Tal y como demuestra la investigadora Pilar Vega en su estudio “Una década de planes de movilidad urbanística 2004-2014”, en este periodo de tiempo se plantearon en España hasta 250 hojas de ruta regionales y autonómicas con una planificación enfocada hacia la movilidad sostenible. Sin embargo, “la mayoría no tuvieron la trascendencia necesaria para aplicarse adecuadamente”, sostiene. A día de hoy, son muchos los expertos en urbanismo y otros colectivos los que piden al Gobierno que aproveche la situación de la pandemia para evitar que los graves problemas de contaminación vuelvan una vez alcancemos la llamada “nueva normalidad”.
Según explica Vega, muchas de las medidas que se recogen en un plan de movilidad no suponen altos costes y solo necesitan voluntad política. “Ahora las calles tienen apenas circulación, por lo que es fácil adaptar al menos uno de los carriles a la movilidad ciclista mediante un urbanismo táctico con pintura, macetas y bolardos separadores que los delimiten”, señala la experta.
La coordinadora ConBici, que aúna a más de 64 colectivos ciclistas, ya ha propuesto al Ministerio para la Transición Ecológica y el Reto Demográfico un paquete de medidas a corto, medio y largo plazo para llevar a cabo esta mayor integración de la bicicleta en el día a día de los núcleos urbanos. En el plan se incluye, además, una regulación semafórica para evitar aglomeraciones en tiempos de espera y la reducción de los límites de velocidad para garantizar una mayor seguridad en los desplazamientos. “Ahora que solo puede acceder al transporte público un tercio de la población, tenemos que evitar que el resto se dirija al uso del coche”, destaca Ester Rodríguez, miembro de la coordinadora.
La intermodalidad será un elemento clave en el medio plazo. Esto implica combinar la bicicleta con otros medios de transporte urbanos como los autobuses, el metro, el tranvía o el Cercanías habilitando, por tanto, espacios concretos tanto en los vagones como en las estaciones con el fin de garantizar a los usuarios desplazamientos sin mayores complicaciones, especialmente en grandes ciudades donde las distancias entre los distintos barrios, el centro, universidades, hospitales y lugares de trabajo son más amplias.

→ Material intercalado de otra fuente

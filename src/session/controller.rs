//! Drives a session on a one-second tick

use std::sync::{Arc, Mutex, MutexGuard, PoisonError};
use std::time::Duration;

use tokio::sync::watch;
use tokio::task::JoinHandle;
use tokio::time::{Instant, MissedTickBehavior};

use super::machine::{self, Cue, Transition};
use super::state::SessionState;
use crate::voice::Announcer;

/// Interval between ticks
pub const TICK_PERIOD: Duration = Duration::from_secs(1);

/// State shared between the controller and its tick task
struct Shared {
    state: SessionState,
    /// Bumped whenever the tick source is retired; a tick from an older
    /// generation must not touch state
    generation: u64,
}

/// Owns the session state, the tick source and the announcer
///
/// At most one tick task is alive at a time. `start` and `stop` retire the
/// previous task under the same lock the task mutates state with, so no tick
/// can land after either returns.
pub struct SessionController {
    shared: Arc<Mutex<Shared>>,
    announcer: Arc<dyn Announcer>,
    updates: watch::Sender<SessionState>,
    ticker: Option<JoinHandle<()>>,
}

impl SessionController {
    /// Create an idle controller
    #[must_use]
    pub fn new(announcer: Arc<dyn Announcer>) -> Self {
        let state = SessionState::default();
        let (updates, _) = watch::channel(state.clone());
        Self {
            shared: Arc::new(Mutex::new(Shared {
                state,
                generation: 0,
            })),
            announcer,
            updates,
            ticker: None,
        }
    }

    /// Start a new session, resetting any session in progress
    ///
    /// # Panics
    ///
    /// Panics if called outside a tokio runtime
    pub fn start(&mut self) {
        let generation = {
            let mut shared = lock(&self.shared);
            shared.generation += 1;
            if let Some(ticker) = self.ticker.take() {
                tracing::debug!("retiring previous tick source");
                ticker.abort();
            }

            let transition = machine::start();
            apply(&mut shared, transition, &self.updates, self.announcer.as_ref());
            shared.generation
        };

        tracing::info!(voice = self.announcer.name(), "meditation started");

        self.ticker = Some(tokio::spawn(run_ticker(
            Arc::clone(&self.shared),
            Arc::clone(&self.announcer),
            self.updates.clone(),
            generation,
        )));
    }

    /// End the session from any phase
    ///
    /// Safe to call when idle; always resets to idle and says so.
    pub fn stop(&mut self) {
        let mut shared = lock(&self.shared);
        shared.generation += 1;
        if let Some(ticker) = self.ticker.take() {
            ticker.abort();
        }
        self.announcer.cancel();

        apply(&mut shared, machine::stop(), &self.updates, self.announcer.as_ref());
        tracing::info!("meditation ended");
    }

    /// Copy of the current state
    #[must_use]
    pub fn snapshot(&self) -> SessionState {
        lock(&self.shared).state.clone()
    }

    /// Receive every published state
    #[must_use]
    pub fn subscribe(&self) -> watch::Receiver<SessionState> {
        self.updates.subscribe()
    }

    /// Whether a session is in progress
    #[must_use]
    pub fn is_running(&self) -> bool {
        lock(&self.shared).state.running
    }
}

impl Drop for SessionController {
    fn drop(&mut self) {
        lock(&self.shared).generation += 1;
        if let Some(ticker) = self.ticker.take() {
            ticker.abort();
        }
        self.announcer.cancel();
    }
}

fn lock(shared: &Mutex<Shared>) -> MutexGuard<'_, Shared> {
    shared.lock().unwrap_or_else(PoisonError::into_inner)
}

/// Store a transition's state, publish it, then speak its cues in order
fn apply(
    shared: &mut Shared,
    transition: Transition,
    updates: &watch::Sender<SessionState>,
    announcer: &dyn Announcer,
) {
    shared.state = transition.state;
    updates.send_replace(shared.state.clone());
    for cue in &transition.cues {
        announce(announcer, *cue);
    }
}

fn announce(announcer: &dyn Announcer, cue: Cue) {
    let phrase = cue.phrase();
    tracing::debug!(?cue, phrase = phrase.as_str(), "announcing");
    announcer.announce(&phrase);
}

async fn run_ticker(
    shared: Arc<Mutex<Shared>>,
    announcer: Arc<dyn Announcer>,
    updates: watch::Sender<SessionState>,
    generation: u64,
) {
    let mut interval = tokio::time::interval_at(Instant::now() + TICK_PERIOD, TICK_PERIOD);
    interval.set_missed_tick_behavior(MissedTickBehavior::Delay);

    loop {
        interval.tick().await;

        let mut guard = lock(&shared);
        if guard.generation != generation {
            break;
        }

        let transition = machine::tick(&guard.state);
        let finished = transition.is_final();
        if !transition.cues.is_empty() {
            tracing::debug!(
                phase = %transition.state.phase,
                cycle = transition.state.cycle_index,
                "phase transition"
            );
        }
        apply(&mut guard, transition, &updates, announcer.as_ref());

        if finished {
            tracing::info!("meditation complete");
            break;
        }
    }
}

El Plan Estatal Estratégico 2016-2024 aprobado hace cuatro años enmarcado dentro de las políticas orientadas a cumplir la Agenda 2030 podría servir de cara al futuro próximo. Este ya concebía en sus áreas estratégicas las redes ciclistas urbanas, periurbanas e interurbanas, destacando como medidas eficaces para el fomento de la circulación segura en bicicleta aquellas encaminadas a la reducción del tráfico de vehículos de motor, “tales como las Zonas 30 o la restricción de vehículos en determinadas áreas para beneficiar a usuarios vulnerables como personas mayores, niños y personas con movilidad reducida”.

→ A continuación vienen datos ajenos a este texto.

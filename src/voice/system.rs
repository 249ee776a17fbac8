//! Speech through the platform's text-to-speech capability
//!
//! Linux speaks through a speech command (espeak or speech-dispatcher).
//! Other platforms use the operating system synthesizer, with a speech
//! command available as an explicit override.

use std::path::{Path, PathBuf};
use std::process::Stdio;

use tokio::process::Command;

use super::announcer::{Announcer, SPEECH_RATE};
#[cfg(not(target_os = "linux"))]
use super::platform::PlatformSpeech;
use super::slot::UtteranceSlot;
use crate::{Error, Result};

/// Words per minute most speech commands use by default
const NORMAL_WORDS_PER_MINUTE: f32 = 175.0;

/// Known speech commands, in discovery order
const CANDIDATES: [&str; 4] = ["espeak-ng", "espeak", "spd-say", "say"];

/// Flavour of speech command, which decides its arguments
#[derive(Debug, Clone, Copy, PartialEq, Eq)]
pub enum SpeechTool {
    /// `espeak` / `espeak-ng`
    Espeak,
    /// speech-dispatcher client
    SpdSay,
    /// macOS `say`
    Say,
    /// Any other program taking the text as its last argument
    Custom,
}

impl SpeechTool {
    /// Classify a program by its file name
    #[must_use]
    pub fn from_program(program: &Path) -> Self {
        let name = program
            .file_stem()
            .and_then(|s| s.to_str())
            .unwrap_or_default();
        match name {
            "espeak" | "espeak-ng" => Self::Espeak,
            "spd-say" => Self::SpdSay,
            "say" => Self::Say,
            _ => Self::Custom,
        }
    }

    /// Arguments that speak `text` at the fixed slower rate
    #[must_use]
    #[allow(clippy::cast_possible_truncation)]
    pub fn speak_args(self, text: &str) -> Vec<String> {
        let wpm = (NORMAL_WORDS_PER_MINUTE * SPEECH_RATE).round() as i32;
        let mut args = match self {
            Self::Espeak => vec!["-s".to_string(), wpm.to_string()],
            Self::Say => vec!["-r".to_string(), wpm.to_string()],
            // spd-say rate runs -100..100 around a normal of 0; -w keeps
            // the process alive until the speech ends
            Self::SpdSay => {
                let rate = ((SPEECH_RATE - 1.0) * 100.0).round() as i32;
                vec!["-w".to_string(), "-r".to_string(), rate.to_string()]
            }
            Self::Custom => Vec::new(),
        };
        args.push(text.to_string());
        args
    }

    /// Arguments that silence speech the tool handed off to a daemon
    #[must_use]
    pub const fn cancel_args(self) -> Option<&'static [&'static str]> {
        match self {
            Self::SpdSay => Some(&["-C"]),
            _ => None,
        }
    }
}

/// A speech command run once per utterance
#[derive(Debug)]
struct SpeechCommand {
    program: PathBuf,
    tool: SpeechTool,
    slot: UtteranceSlot,
}

impl SpeechCommand {
    fn new(program: PathBuf) -> Self {
        let tool = SpeechTool::from_program(&program);
        tracing::debug!(program = %program.display(), ?tool, "speech command selected");
        Self {
            program,
            tool,
            slot: UtteranceSlot::new(),
        }
    }

    fn command(&self, args: impl IntoIterator<Item = impl AsRef<std::ffi::OsStr>>) -> Command {
        let mut cmd = Command::new(&self.program);
        cmd.args(args)
            .stdin(Stdio::null())
            .stdout(Stdio::null())
            .stderr(Stdio::null())
            .kill_on_drop(true);
        cmd
    }

    fn speak(&self, text: &str) {
        // Daemon-backed tools keep talking after the client dies; silence
        // them in the same task, before the new phrase starts
        let silence = self.tool.cancel_args().map(|args| self.command(args));
        let mut speak = self.command(self.tool.speak_args(text));

        self.slot.replace_with(move |_| async move {
            if let Some(mut silence) = silence {
                let _ = silence.status().await;
            }
            match speak.spawn() {
                Ok(mut child) => {
                    if let Err(e) = child.wait().await {
                        tracing::warn!(error = %e, "speech command failed");
                    }
                }
                Err(e) => tracing::warn!(error = %e, "failed to spawn speech command"),
            }
        });
    }
}

#[derive(Debug)]
enum Engine {
    Command(SpeechCommand),
    #[cfg(not(target_os = "linux"))]
    Platform(PlatformSpeech),
}

/// Announcer backed by the platform's speech synthesis
#[derive(Debug)]
pub struct SystemVoice {
    engine: Engine,
}

impl SystemVoice {
    /// Find the platform synthesizer, or the first known speech command on
    /// `PATH`
    #[must_use]
    pub fn detect() -> Option<Self> {
        #[cfg(not(target_os = "linux"))]
        match PlatformSpeech::new() {
            Ok(speech) => {
                return Some(Self {
                    engine: Engine::Platform(speech),
                });
            }
            Err(e) => tracing::debug!(error = %e, "falling back to speech commands"),
        }

        CANDIDATES
            .iter()
            .find_map(|name| which::which(name).ok())
            .map(Self::from_path)
    }

    /// Use an explicit speech command
    ///
    /// # Errors
    ///
    /// Returns error if the command cannot be found
    pub fn with_command(command: &str) -> Result<Self> {
        which::which(command)
            .map(Self::from_path)
            .map_err(|e| Error::Voice(format!("speech command '{command}' not found: {e}")))
    }

    fn from_path(program: PathBuf) -> Self {
        Self {
            engine: Engine::Command(SpeechCommand::new(program)),
        }
    }

    /// Path of the speech command, when speaking through one
    #[must_use]
    pub fn program(&self) -> Option<&Path> {
        match &self.engine {
            Engine::Command(cmd) => Some(&cmd.program),
            #[cfg(not(target_os = "linux"))]
            Engine::Platform(_) => None,
        }
    }
}

impl Announcer for SystemVoice {
    fn announce(&self, text: &str) {
        tracing::debug!(text, "speaking");
        match &self.engine {
            Engine::Command(cmd) => cmd.speak(text),
            #[cfg(not(target_os = "linux"))]
            Engine::Platform(speech) => speech.speak(text),
        }
    }

    fn cancel(&self) {
        match &self.engine {
            Engine::Command(cmd) => cmd.slot.clear(),
            #[cfg(not(target_os = "linux"))]
            Engine::Platform(speech) => speech.stop(),
        }
    }

    fn is_speaking(&self) -> bool {
        match &self.engine {
            Engine::Command(cmd) => cmd.slot.is_speaking(),
            #[cfg(not(target_os = "linux"))]
            Engine::Platform(speech) => speech.is_speaking(),
        }
    }

    fn name(&self) -> &'static str {
        "system"
    }
}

¿Qué quedaría entonces que hacer a largo plazo? Todos los cambios infraestructurales necesarios para construir, en palabras de Pilar Vega, “una ciudad próxima, multifuncional, que permita el desplazamiento en modos activos y donde el espacio estancial sirva para mejorar la habitabilidad”.

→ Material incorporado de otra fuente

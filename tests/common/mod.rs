//! Shared test utilities

use std::sync::{Arc, Mutex};

use vortex_breath::Announcer;

/// Announcer that records every phrase instead of speaking it
#[derive(Debug, Default)]
pub struct RecordingAnnouncer {
    phrases: Mutex<Vec<String>>,
    cancels: Mutex<usize>,
}

impl RecordingAnnouncer {
    /// Create a shared recorder
    #[must_use]
    pub fn shared() -> Arc<Self> {
        Arc::new(Self::default())
    }

    /// Phrases announced so far, in order
    pub fn phrases(&self) -> Vec<String> {
        self.phrases.lock().unwrap().clone()
    }

    /// Number of times speech was cancelled
    pub fn cancels(&self) -> usize {
        *self.cancels.lock().unwrap()
    }

    /// Forget everything recorded so far
    pub fn clear(&self) {
        self.phrases.lock().unwrap().clear();
    }
}

impl Announcer for RecordingAnnouncer {
    fn announce(&self, text: &str) {
        self.phrases.lock().unwrap().push(text.to_string());
    }

    fn cancel(&self) {
        *self.cancels.lock().unwrap() += 1;
    }

    fn name(&self) -> &'static str {
        "recording"
    }
}

/// The sixteen phrases of an uninterrupted session
#[must_use]
pub fn full_session_phrases() -> Vec<String> {
    let mut phrases = vec![
        "Starting in 3",
        "2",
        "1",
        "Begin. Inhale deeply",
        "Exhale slowly",
    ];
    for _ in 1..6 {
        phrases.push("Inhale deeply");
        phrases.push("Exhale slowly");
    }
    phrases.push("Meditation complete. Take a moment to observe how you feel.");
    phrases.into_iter().map(String::from).collect()
}
//! Vortex Breath - Guided breathing meditation with spoken cues
//!
//! A fixed pattern of shrinking inhale/exhale cycles, a three second
//! countdown, and a voice that announces every transition.
//!
//! # Architecture
//!
//! ```text
//! ┌──────────────────────────────────────────────┐
//! │              CLI / Renderer                  │
//! │   start  │  end  │  text / JSON snapshots    │
//! └───────────────────┬──────────────────────────┘
//!                     │
//! ┌───────────────────▼──────────────────────────┐
//! │            Session Controller                │
//! │   1s tick  │  pure machine  │  watch state   │
//! └───────────────────┬──────────────────────────┘
//!                     │ cues
//! ┌───────────────────▼──────────────────────────┐
//! │               Announcer                      │
//! │   system speech  │  cloud TTS  │  silent     │
//! └──────────────────────────────────────────────┘
//! ```

pub mod config;
pub mod display;
pub mod error;
pub mod pattern;
pub mod session;
pub mod voice;

pub use config::Config;
pub use error::{Error, Result};
pub use pattern::{BreathCycle, TOTAL_DURATION_SECS, VORTEX_PATTERN};
pub use session::{Cue, Phase, SessionController, SessionState};
pub use voice::Announcer;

En resumen: las ciudades responden a cómo están construidas. Por eso, sus habitantes solo se moverán en bicicleta si tienen el espacio necesario para hacerlo. Así lo resume Adrián Fernández, responsable de movilidad en Greenpeace: “Los cambios culturales dependen de los mensajes que se lancen desde las administraciones. Si faltan aceras, las calles nos dicen que el coche es el rey. Si adaptamos un espacio seguro para la bicicleta, estamos diciendo: “oye, anímate y prueba a moverte así”.